---- Provided data

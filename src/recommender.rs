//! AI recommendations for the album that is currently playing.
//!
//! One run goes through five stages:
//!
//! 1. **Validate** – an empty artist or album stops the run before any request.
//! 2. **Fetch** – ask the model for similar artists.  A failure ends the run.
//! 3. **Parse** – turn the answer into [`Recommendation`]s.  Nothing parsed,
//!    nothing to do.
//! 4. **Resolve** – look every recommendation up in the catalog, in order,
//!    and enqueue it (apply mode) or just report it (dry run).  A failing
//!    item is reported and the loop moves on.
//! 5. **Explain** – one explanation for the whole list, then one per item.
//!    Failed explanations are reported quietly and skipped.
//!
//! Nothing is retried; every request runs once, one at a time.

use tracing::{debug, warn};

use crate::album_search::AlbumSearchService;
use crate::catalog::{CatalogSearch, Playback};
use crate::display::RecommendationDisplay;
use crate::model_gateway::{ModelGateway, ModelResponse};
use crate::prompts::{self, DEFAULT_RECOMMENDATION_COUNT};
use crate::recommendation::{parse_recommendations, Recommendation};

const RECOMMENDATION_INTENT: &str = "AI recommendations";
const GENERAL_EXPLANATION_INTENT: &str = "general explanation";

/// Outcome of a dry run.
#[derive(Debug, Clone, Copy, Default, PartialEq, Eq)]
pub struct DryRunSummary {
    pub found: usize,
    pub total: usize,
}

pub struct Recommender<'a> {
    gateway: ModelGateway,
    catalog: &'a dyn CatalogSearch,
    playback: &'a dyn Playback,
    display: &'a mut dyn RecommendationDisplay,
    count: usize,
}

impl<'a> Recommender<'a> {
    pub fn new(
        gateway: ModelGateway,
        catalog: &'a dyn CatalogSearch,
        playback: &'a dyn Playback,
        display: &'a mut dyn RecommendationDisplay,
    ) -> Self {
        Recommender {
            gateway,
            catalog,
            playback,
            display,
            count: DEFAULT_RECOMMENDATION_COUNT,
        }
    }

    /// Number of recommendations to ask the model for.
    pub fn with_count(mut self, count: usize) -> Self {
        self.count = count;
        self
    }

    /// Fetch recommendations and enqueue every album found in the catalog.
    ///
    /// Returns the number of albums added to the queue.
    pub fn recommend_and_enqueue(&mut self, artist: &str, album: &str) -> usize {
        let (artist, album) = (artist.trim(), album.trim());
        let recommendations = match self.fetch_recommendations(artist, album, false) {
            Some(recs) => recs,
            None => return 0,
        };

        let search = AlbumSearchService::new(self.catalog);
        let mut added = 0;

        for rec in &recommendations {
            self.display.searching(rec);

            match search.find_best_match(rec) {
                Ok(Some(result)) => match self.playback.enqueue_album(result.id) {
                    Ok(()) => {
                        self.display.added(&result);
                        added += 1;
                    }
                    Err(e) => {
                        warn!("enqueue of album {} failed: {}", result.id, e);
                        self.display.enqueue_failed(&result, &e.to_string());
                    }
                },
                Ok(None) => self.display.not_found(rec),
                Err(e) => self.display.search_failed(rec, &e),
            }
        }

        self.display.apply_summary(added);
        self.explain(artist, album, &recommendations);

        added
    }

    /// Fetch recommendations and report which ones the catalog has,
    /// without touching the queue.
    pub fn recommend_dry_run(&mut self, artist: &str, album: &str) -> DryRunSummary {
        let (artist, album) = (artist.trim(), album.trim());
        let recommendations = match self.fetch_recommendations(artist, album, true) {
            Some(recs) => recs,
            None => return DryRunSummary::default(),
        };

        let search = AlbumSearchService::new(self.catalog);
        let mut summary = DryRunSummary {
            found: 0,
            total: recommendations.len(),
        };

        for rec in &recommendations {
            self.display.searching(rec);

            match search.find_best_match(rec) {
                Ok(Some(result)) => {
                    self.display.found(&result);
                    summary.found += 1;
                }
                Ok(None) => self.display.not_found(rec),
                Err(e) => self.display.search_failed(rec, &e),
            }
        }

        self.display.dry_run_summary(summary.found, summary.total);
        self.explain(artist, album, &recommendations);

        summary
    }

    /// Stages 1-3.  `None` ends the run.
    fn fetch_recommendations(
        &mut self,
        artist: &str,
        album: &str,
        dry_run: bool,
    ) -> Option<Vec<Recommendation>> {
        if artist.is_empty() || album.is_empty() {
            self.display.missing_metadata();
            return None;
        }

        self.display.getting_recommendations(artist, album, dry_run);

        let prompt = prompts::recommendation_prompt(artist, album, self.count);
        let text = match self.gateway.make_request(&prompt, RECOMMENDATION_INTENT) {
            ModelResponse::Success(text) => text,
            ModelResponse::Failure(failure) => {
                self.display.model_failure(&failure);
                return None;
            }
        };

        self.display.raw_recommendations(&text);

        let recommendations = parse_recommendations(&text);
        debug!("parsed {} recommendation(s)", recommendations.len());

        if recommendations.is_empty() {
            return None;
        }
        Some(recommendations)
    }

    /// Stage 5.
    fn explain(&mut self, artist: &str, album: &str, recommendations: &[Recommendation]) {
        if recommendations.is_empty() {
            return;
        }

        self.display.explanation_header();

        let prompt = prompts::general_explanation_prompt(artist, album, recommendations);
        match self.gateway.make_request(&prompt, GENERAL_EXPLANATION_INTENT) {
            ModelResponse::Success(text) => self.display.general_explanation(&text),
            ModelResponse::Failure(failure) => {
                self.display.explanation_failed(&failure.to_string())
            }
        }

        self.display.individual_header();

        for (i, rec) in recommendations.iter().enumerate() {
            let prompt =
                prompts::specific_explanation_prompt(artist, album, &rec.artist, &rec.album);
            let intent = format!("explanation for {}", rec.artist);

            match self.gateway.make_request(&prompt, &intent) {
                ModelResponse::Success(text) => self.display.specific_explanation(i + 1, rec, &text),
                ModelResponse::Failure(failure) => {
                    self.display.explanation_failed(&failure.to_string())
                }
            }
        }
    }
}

--------

Exercise prompt:
Each line from the top of the records above through the line containing "loop moves on." needs to be transcribed exactly, and no line after it.

Answer space:
filename src/recommender.rs
//! AI recommendations for the album that is currently playing.
//!
//! One run goes through five stages:
//!
//! 1. **Validate** – an empty artist or album stops the run before any request.
//! 2. **Fetch** – ask the model for similar artists.  A failure ends the run.
//! 3. **Parse** – turn the answer into [`Recommendation`]s.  Nothing parsed,
//!    nothing to do.
//! 4. **Resolve** – look every recommendation up in the catalog, in order,
//!    and enqueue it (apply mode) or just report it (dry run).  A failing
//!    item is reported and the loop moves on.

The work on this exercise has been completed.